[[ EXTRACTED RECORDS, beginning ]]
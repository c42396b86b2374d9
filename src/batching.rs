//! Splits a call's items into contiguous chunks and stitches results back in
//! input order.

use tracing::debug;

use crate::error::{EngineError, Result};
use crate::registry::ModelFamily;

pub fn default_batch_size(family: ModelFamily) -> usize {
    match family {
        ModelFamily::TextEmbedding | ModelFamily::SparseTextEmbedding => 256,
        ModelFamily::ImageEmbedding => 32,
        ModelFamily::Rerank => 64,
    }
}

/// `None` and `Some(0)` fall back to `default`.
pub fn effective_batch_size(requested: Option<usize>, default: usize) -> usize {
    match requested {
        Some(n) if n > 0 => n,
        _ => default.max(1),
    }
}

/// For boundaries that carry signed sizes: negative is an error, zero is "default".
pub fn batch_size_from_signed(n: i64) -> Result<Option<usize>> {
    match n {
        n if n < 0 => Err(EngineError::invalid_argument(format!(
            "batch size must not be negative, got {n}"
        ))),
        0 => Ok(None),
        n => usize::try_from(n)
            .map(Some)
            .map_err(|_| EngineError::invalid_argument(format!("batch size {n} too large"))),
    }
}

/// Run `f` over consecutive chunks of at most `batch_size` items, sequentially.
///
/// `f` receives the chunk's offset into `items` so per-item errors can be
/// reported with global indices. Every chunk must yield exactly one result per
/// item. Empty input returns without calling `f`.
pub fn run_batched<I, T, F>(items: &[I], batch_size: usize, mut f: F) -> Result<Vec<T>>
where
    F: FnMut(usize, &[I]) -> Result<Vec<T>>,
{
    let batch_size = batch_size.max(1);
    let mut out = Vec::with_capacity(items.len());
    for (chunk_no, chunk) in items.chunks(batch_size).enumerate() {
        let offset = chunk_no * batch_size;
        debug!(offset, size = chunk.len(), "Running batch");
        let results = f(offset, chunk).map_err(|e| e.offset_index(offset))?;
        if results.len() != chunk.len() {
            return Err(EngineError::inference(format!(
                "batch at offset {offset} returned {} results for {} inputs",
                results.len(),
                chunk.len()
            )));
        }
        out.extend(results);
    }
    Ok(out)
}
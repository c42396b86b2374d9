use ndarray::{Array1, Array2, ArrayD, ArrayView2, Axis, Ix2, Ix3};

use crate::error::{EngineError, Result};
use crate::registry::Pooling;

/// Pool a text model output into one vector per batch row.
///
/// Rank-2 outputs `[batch, dim]` are already pooled. Rank-3 outputs
/// `[batch, seq, dim]` are reduced with `pooling`; mean pooling weights tokens
/// by `attention_mask`.
pub fn pool(
    hidden: &ArrayD<f32>,
    attention_mask: &Array2<i64>,
    pooling: Pooling,
) -> Result<Vec<Vec<f32>>> {
    match hidden.ndim() {
        2 => Ok(rows(hidden.view().into_dimensionality::<Ix2>().map_err(shape_err)?)),
        3 => {
            let hidden = hidden.view().into_dimensionality::<Ix3>().map_err(shape_err)?;
            let (batch, seq_len, dim) = hidden.dim();
            if attention_mask.dim() != (batch, seq_len) {
                return Err(EngineError::inference(format!(
                    "attention mask {:?} does not match hidden state {:?}",
                    attention_mask.dim(),
                    hidden.dim()
                )));
            }
            let mut out = Vec::with_capacity(batch);
            for (row, mask) in hidden.outer_iter().zip(attention_mask.outer_iter()) {
                let pooled = match pooling {
                    _ if seq_len == 0 => Array1::zeros(dim),
                    Pooling::Cls => row.index_axis(Axis(0), 0).to_owned(),
                    Pooling::Mean => mean_pooling(row, mask.iter().copied()),
                };
                out.push(pooled.to_vec());
            }
            Ok(out)
        }
        n => Err(EngineError::inference(format!(
            "expected rank 2 or 3 text output, got rank {n} {:?}",
            hidden.shape()
        ))),
    }
}

/// Image model outputs: `[batch, dim]` as is, `[batch, tokens, dim]` takes the
/// class token, `[batch, c, h, w]` (CNN feature maps) is flattened per item.
pub fn image_vectors(output: &ArrayD<f32>) -> Result<Vec<Vec<f32>>> {
    match output.ndim() {
        2 => Ok(rows(output.view().into_dimensionality::<Ix2>().map_err(shape_err)?)),
        3 => {
            let output = output.view().into_dimensionality::<Ix3>().map_err(shape_err)?;
            if output.dim().1 == 0 {
                return Err(EngineError::inference("image output has no tokens"));
            }
            Ok(output
                .outer_iter()
                .map(|item| item.index_axis(Axis(0), 0).to_vec())
                .collect())
        }
        4 => Ok(output
            .outer_iter()
            .map(|item| item.iter().copied().collect())
            .collect()),
        n => Err(EngineError::inference(format!(
            "expected rank 2-4 image output, got rank {n} {:?}",
            output.shape()
        ))),
    }
}

fn rows(view: ArrayView2<'_, f32>) -> Vec<Vec<f32>> {
    view.outer_iter().map(|r| r.to_vec()).collect()
}

fn shape_err(e: ndarray::ShapeError) -> EngineError {
    EngineError::inference(format!("unexpected output shape: {e}"))
}

/// Masked average of token vectors `[seq, dim]`.
fn mean_pooling(tokens: ArrayView2<'_, f32>, mask: impl Iterator<Item = i64>) -> Array1<f32> {
    let mut sum = Array1::zeros(tokens.ncols());
    let mut mask_sum = 0.0f32;

    for (token_vec, mask_val) in tokens.outer_iter().zip(mask) {
        if mask_val > 0 {
            let w = mask_val as f32;
            sum.scaled_add(w, &token_vec);
            mask_sum += w;
        }
    }

    // Avoid division by zero
    if mask_sum > 0.0 {
        sum /= mask_sum;
    }
    sum
}

/// L2 normalize a vector in place.
pub fn l2_normalize(vec: &mut [f32]) {
    let norm = vec.iter().map(|x| x * x).sum::<f32>().sqrt();
    if norm > f32::EPSILON {
        vec.iter_mut().for_each(|x| *x /= norm);
    }
}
[[ EXTRACTED RECORDS, end ]]
A count is needed of the lines above that hold the word "items"; give that count and no other text.

6